Ça
commence par quelques flocons épars. Rien qu’un coup
d’essuie-glace de temps en temps ne puisse gérer. Puis le ciel
devient encore plus sombre – ce qui ne paraissait pas possible
avant –, la neige plus drue complique la tâche des balais sur le
pare-brise et la visibilité s’amoindrit un peu plus, ralentissant
un peu plus le trafic automobile sur la route du travail – ce qui
ne paraissait pas possible avant.
La
bouillie d’abord marronâtre sur le bord commence à blanchir et
s’épaissir ; on n’y voit plus à cinq mètres et la voiture
devant moi, à l’arrêt depuis plus d’une minute, ne semble pas
vouloir repartir. Les quelques feux stop qui percent le brouillard
sont tous immobiles. Les phares jaunes que j’entraperçois de
l’autre côté du terre-plein ne bougent pas plus. Il n’est pas
rare que la circulation s’arrête momentanément sur le périph’,
mais le phénomène d’accordéon reprend toujours. Il tombe de la
neige tous les trois ou quatre ans et à chaque fois c’est la même
chose : quelques centimètres et c’est le blocage ; il va
falloir s’armer de patience.
Ce
spectacle blanc me rappelle ce conte… Il était une fois, dans
le royaume boréal, une princesse. Au solstice d’hiver, après sept
jours et sept nuits de neige, le château était pris dans les
glaces.

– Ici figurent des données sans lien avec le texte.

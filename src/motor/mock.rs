// In-memory stand-ins for the motor hardware
//
// MockPin and MockPwm keep only their last state, so a --sim session runs in
// constant memory. Tests can hand them a shared Journal to see every write in
// order across pins.

use std::cell::RefCell;
use std::rc::Rc;

use embedded_hal::digital::{self, OutputPin, PinState};
use embedded_hal::pwm::{self, SetDutyCycle};
use tracing::debug;

use super::tb6612::DriverPins;
use crate::config::PinMap;

/// One write seen by a journaled pin
#[derive(Debug, Clone, Copy, PartialEq, Eq)]
pub enum PinOp {
    Digital(u8, PinState),
    Duty(u8, u16),
}

/// Write log shared by a set of pins
#[derive(Debug, Clone, Default)]
pub struct Journal(Rc<RefCell<Vec<PinOp>>>);

impl Journal {
    fn record(&self, op: PinOp) {
        self.0.borrow_mut().push(op);
    }

    #[cfg(test)]
    pub(crate) fn ops(&self) -> Vec<PinOp> {
        self.0.borrow().clone()
    }
}

/// Digital output that remembers its level
#[derive(Debug)]
pub struct MockPin {
    id: u8,
    state: PinState,
    journal: Option<Journal>,
    fail: bool,
}

impl MockPin {
    fn new(id: u8, journal: Option<Journal>, fail: bool) -> Self {
        Self {
            id,
            state: PinState::Low,
            journal,
            fail,
        }
    }

    #[cfg(test)]
    pub(crate) fn state(&self) -> PinState {
        self.state
    }
}

impl digital::ErrorType for MockPin {
    type Error = digital::ErrorKind;
}

impl OutputPin for MockPin {
    fn set_low(&mut self) -> Result<(), Self::Error> {
        self.set_state(PinState::Low)
    }

    fn set_high(&mut self) -> Result<(), Self::Error> {
        self.set_state(PinState::High)
    }

    fn set_state(&mut self, state: PinState) -> Result<(), Self::Error> {
        if self.fail {
            return Err(digital::ErrorKind::Other);
        }
        debug!("pin {} -> {:?}", self.id, state);
        self.state = state;
        if let Some(journal) = &self.journal {
            journal.record(PinOp::Digital(self.id, state));
        }
        Ok(())
    }
}

/// PWM output that remembers its duty
#[derive(Debug)]
pub struct MockPwm {
    id: u8,
    duty: u16,
    max_duty: u16,
    journal: Option<Journal>,
    fail: bool,
}

impl MockPwm {
    fn new(id: u8, max_duty: u16, journal: Option<Journal>, fail: bool) -> Self {
        Self {
            id,
            duty: 0,
            max_duty,
            journal,
            fail,
        }
    }

    #[cfg(test)]
    pub(crate) fn duty(&self) -> u16 {
        self.duty
    }
}

impl pwm::ErrorType for MockPwm {
    type Error = pwm::ErrorKind;
}

impl SetDutyCycle for MockPwm {
    fn max_duty_cycle(&self) -> u16 {
        self.max_duty
    }

    fn set_duty_cycle(&mut self, duty: u16) -> Result<(), Self::Error> {
        if self.fail {
            return Err(pwm::ErrorKind::Other);
        }
        debug!("pin {} duty {}", self.id, duty);
        self.duty = duty;
        if let Some(journal) = &self.journal {
            journal.record(PinOp::Duty(self.id, duty));
        }
        Ok(())
    }
}

impl DriverPins<MockPin, MockPwm> {
    /// In-memory pins laid out like `map`
    pub fn simulated(map: &PinMap, max_duty: u16) -> Self {
        Self::mock(map, max_duty, None, false)
    }

    #[cfg(test)]
    pub(crate) fn journaled(map: &PinMap, max_duty: u16, journal: &Journal) -> Self {
        Self::mock(map, max_duty, Some(journal.clone()), false)
    }

    /// Pins on which every write fails
    #[cfg(test)]
    pub(crate) fn failing(map: &PinMap, max_duty: u16) -> Self {
        Self::mock(map, max_duty, None, true)
    }

    fn mock(map: &PinMap, max_duty: u16, journal: Option<Journal>, fail: bool) -> Self {
        let pin = |id| MockPin::new(id, journal.clone(), fail);
        let pwm = |id| MockPwm::new(id, max_duty, journal.clone(), fail);
        Self {
            ain1: pin(map.ain1),
            ain2: pin(map.ain2),
            bin1: pin(map.bin1),
            bin2: pin(map.bin2),
            standby: pin(map.standby),
            pwm_left: pwm(map.pwm_left),
            pwm_right: pwm(map.pwm_right),
        }
    }
}

#[cfg(test)]
pub(crate) use recording::{ActuatorCall, RecordingActuator};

En ces latitudes, c’était le milieu de la grande nuit et
il fallait attendre encore une semaine que le soleil vint percer
l’horizon et caresser de ses rayons les pierres de l’édifice. En
attendant que la déesse Printemps réchauffât le cœur de son
frère-amant le dieu Hiver, la princesse était prisonnière de cette
immense statue de glace qu’était devenue sa demeure.